◆ Problem details
Report each line of the records where "outputs" occurs.

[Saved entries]

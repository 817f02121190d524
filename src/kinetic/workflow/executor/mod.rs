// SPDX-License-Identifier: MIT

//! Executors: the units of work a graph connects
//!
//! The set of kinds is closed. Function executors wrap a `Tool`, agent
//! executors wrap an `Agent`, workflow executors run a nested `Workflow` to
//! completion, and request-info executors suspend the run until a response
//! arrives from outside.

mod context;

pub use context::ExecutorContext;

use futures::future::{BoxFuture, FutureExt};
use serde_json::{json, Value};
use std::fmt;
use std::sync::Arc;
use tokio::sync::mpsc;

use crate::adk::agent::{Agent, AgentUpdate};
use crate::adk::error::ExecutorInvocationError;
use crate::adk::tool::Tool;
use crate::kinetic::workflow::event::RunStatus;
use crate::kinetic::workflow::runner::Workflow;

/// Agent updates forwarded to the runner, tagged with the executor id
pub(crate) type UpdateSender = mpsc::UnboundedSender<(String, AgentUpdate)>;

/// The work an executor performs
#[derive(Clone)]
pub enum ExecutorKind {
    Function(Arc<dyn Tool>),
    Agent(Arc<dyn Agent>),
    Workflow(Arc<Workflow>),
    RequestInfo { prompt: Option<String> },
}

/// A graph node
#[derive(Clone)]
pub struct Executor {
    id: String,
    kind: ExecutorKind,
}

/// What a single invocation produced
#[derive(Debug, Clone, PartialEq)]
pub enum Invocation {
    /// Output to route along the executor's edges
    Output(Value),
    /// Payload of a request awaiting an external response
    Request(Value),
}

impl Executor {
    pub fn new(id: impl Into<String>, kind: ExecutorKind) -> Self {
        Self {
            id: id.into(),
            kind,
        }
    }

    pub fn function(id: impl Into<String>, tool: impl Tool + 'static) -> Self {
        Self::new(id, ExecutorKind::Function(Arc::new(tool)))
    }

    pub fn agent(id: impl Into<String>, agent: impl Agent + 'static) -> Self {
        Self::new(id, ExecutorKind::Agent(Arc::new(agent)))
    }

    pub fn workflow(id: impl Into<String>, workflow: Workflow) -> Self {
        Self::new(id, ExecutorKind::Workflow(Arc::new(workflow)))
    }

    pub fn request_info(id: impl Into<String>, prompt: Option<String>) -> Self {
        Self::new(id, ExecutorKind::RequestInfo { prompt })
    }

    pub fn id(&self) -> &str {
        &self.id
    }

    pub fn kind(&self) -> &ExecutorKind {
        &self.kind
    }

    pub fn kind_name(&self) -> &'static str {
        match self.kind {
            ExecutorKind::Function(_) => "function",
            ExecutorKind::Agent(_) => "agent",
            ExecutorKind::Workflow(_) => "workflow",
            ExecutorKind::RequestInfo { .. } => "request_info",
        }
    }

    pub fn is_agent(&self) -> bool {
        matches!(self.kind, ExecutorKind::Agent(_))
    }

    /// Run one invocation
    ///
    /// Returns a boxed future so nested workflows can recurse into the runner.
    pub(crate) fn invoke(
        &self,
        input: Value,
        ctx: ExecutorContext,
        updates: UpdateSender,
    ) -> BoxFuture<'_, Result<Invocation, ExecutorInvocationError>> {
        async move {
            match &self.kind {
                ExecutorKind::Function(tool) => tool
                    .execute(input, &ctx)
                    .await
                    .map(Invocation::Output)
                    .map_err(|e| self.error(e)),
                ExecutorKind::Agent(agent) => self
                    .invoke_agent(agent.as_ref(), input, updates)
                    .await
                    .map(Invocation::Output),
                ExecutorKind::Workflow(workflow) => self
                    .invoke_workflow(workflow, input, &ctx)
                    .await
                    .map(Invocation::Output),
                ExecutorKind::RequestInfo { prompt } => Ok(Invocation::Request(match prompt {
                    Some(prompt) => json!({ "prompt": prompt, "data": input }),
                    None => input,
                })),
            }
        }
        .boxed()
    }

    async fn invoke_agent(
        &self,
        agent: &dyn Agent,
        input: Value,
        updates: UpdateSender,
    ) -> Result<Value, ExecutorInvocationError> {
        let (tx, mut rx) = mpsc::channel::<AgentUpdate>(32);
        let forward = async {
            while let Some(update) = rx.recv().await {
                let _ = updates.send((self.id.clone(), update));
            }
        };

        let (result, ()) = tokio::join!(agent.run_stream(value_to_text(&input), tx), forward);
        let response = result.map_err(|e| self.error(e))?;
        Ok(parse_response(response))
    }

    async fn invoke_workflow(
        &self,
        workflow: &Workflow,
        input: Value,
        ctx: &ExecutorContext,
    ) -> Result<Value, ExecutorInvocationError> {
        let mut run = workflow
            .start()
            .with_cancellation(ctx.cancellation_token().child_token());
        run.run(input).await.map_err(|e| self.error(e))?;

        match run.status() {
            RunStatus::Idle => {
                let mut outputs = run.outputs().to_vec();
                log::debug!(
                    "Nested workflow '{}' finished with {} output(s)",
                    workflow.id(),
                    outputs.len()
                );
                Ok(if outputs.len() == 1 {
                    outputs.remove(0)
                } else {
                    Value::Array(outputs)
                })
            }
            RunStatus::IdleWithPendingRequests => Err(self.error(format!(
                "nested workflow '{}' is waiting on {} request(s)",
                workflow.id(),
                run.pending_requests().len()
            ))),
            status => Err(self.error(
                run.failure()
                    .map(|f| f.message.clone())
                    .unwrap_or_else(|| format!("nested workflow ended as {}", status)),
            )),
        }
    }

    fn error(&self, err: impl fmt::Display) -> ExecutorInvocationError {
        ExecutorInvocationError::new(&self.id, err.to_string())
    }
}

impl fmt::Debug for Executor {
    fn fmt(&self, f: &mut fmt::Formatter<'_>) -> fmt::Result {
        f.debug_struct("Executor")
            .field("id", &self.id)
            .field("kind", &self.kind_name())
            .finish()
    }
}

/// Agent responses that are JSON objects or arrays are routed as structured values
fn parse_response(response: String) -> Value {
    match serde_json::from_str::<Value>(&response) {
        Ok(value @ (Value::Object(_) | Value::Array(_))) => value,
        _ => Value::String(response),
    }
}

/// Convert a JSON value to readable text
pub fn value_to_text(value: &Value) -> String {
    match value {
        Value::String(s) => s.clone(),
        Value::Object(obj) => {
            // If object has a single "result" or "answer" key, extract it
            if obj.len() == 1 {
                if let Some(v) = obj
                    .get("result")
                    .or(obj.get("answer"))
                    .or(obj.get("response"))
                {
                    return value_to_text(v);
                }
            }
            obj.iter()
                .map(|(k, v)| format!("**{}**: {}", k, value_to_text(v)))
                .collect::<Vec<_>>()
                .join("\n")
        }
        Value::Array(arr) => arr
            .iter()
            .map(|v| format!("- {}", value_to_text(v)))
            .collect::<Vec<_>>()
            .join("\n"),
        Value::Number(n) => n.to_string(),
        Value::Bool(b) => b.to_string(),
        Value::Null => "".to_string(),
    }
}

◆ Exercise solution
                let mut outputs = run.outputs().to_vec();
                    outputs.len()
                Ok(if outputs.len() == 1 {
                    outputs.remove(0)
                    Value::Array(outputs)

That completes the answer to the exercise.